[SOURCE DATA — start]
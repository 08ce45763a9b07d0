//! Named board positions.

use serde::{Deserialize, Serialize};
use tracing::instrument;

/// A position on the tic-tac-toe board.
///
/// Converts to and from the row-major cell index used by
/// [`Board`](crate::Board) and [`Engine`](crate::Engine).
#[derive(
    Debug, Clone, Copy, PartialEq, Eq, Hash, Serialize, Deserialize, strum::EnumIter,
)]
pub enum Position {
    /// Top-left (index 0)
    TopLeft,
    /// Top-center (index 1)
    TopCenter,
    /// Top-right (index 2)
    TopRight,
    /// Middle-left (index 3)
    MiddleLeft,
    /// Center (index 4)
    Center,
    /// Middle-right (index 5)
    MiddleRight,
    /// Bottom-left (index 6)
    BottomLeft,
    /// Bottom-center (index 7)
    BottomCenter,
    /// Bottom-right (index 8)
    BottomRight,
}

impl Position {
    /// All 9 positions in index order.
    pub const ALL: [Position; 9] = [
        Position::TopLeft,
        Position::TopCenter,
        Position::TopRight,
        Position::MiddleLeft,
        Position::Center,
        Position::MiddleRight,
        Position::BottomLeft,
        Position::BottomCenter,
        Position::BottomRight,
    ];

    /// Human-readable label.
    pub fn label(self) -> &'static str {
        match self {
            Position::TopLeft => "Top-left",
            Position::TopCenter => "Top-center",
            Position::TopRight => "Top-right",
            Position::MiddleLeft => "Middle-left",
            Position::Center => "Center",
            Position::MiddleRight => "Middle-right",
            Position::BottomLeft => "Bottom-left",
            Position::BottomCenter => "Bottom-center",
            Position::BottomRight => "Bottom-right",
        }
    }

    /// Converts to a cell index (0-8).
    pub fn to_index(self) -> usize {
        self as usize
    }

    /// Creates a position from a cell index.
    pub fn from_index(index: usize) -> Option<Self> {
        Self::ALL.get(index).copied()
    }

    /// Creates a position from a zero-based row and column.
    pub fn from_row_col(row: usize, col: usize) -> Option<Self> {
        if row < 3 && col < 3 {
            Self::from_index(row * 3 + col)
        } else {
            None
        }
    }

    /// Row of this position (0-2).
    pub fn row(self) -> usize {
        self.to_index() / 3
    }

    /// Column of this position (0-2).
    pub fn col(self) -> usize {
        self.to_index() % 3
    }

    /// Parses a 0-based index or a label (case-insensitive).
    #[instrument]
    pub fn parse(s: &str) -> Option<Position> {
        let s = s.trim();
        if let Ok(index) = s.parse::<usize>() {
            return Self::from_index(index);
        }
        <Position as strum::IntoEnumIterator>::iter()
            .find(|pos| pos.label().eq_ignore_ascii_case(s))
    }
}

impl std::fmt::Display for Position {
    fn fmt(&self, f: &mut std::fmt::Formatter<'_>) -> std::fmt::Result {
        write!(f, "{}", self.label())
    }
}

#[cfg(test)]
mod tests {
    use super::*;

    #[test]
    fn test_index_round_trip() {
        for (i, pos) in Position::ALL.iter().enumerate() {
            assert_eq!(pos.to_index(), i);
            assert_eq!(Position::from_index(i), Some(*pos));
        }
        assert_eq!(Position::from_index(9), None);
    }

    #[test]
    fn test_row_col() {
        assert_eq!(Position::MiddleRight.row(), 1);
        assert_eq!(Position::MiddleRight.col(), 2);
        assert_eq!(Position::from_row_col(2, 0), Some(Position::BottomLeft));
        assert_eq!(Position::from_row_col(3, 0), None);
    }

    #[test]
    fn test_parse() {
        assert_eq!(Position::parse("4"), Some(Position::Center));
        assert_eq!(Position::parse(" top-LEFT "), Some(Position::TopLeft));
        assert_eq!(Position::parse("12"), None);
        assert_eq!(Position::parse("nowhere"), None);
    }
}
[SOURCE DATA — finish]
[SOURCE DATA — start]
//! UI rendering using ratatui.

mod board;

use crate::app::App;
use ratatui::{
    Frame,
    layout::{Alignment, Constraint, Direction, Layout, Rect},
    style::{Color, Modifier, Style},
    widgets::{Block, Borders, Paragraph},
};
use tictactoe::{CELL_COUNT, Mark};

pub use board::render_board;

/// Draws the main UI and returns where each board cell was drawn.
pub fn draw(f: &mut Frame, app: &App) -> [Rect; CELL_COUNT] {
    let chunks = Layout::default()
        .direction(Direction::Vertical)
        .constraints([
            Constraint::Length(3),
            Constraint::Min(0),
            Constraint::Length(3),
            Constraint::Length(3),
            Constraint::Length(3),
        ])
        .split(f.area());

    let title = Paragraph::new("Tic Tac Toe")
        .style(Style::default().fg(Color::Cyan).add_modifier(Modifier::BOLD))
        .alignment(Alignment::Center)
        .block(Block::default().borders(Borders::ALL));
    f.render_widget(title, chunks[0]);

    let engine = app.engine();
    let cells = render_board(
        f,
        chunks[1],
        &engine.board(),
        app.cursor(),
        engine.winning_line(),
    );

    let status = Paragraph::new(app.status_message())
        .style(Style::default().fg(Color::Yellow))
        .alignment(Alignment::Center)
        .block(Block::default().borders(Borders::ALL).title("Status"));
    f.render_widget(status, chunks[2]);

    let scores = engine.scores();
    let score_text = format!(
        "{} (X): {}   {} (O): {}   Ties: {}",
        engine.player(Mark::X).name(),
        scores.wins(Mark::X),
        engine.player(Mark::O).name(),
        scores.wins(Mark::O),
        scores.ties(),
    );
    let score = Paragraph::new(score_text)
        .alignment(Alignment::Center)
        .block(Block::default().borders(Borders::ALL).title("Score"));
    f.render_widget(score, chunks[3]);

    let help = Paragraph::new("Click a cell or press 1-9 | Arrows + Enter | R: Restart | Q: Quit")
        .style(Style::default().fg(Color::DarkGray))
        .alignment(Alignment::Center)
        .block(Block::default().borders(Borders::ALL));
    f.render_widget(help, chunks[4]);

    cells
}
[SOURCE DATA — finish]
[SOURCE DATA — start]
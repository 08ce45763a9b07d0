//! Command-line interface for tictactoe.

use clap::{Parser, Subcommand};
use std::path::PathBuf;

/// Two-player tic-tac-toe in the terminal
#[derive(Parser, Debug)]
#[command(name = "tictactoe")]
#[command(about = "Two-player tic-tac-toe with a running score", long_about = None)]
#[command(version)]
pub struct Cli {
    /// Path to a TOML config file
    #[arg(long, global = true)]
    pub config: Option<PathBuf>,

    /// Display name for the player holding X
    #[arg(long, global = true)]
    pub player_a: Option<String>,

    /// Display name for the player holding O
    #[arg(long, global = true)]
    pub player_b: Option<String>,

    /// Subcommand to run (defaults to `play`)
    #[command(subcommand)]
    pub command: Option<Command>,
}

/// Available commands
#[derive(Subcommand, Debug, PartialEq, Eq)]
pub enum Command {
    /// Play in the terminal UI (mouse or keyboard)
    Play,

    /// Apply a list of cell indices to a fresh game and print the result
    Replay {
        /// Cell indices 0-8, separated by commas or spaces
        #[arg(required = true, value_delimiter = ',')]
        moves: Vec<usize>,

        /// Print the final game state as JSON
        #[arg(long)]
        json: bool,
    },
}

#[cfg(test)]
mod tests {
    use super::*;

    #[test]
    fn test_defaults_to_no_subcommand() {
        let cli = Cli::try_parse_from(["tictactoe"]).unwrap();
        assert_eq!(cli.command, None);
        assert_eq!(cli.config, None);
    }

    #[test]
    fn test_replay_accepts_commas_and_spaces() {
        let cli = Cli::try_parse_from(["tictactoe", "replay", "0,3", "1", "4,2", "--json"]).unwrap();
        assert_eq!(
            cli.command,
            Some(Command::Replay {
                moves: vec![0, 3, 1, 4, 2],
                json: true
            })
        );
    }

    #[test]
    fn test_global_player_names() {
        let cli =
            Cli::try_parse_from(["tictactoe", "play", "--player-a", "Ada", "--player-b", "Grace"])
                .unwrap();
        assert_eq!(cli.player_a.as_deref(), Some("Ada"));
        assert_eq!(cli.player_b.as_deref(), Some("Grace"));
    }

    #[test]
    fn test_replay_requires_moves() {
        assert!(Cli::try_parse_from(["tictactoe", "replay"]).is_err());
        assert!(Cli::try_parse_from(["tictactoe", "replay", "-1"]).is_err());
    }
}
[SOURCE DATA — finish]
DIRECTIONS :: Would you please return all lines of the data that include the word "Serialize"?

SOLUTION FOR THIS TASK ::
use serde::{Deserialize, Serialize};
    Debug, Clone, Copy, PartialEq, Eq, Hash, Serialize, Deserialize, strum::EnumIter,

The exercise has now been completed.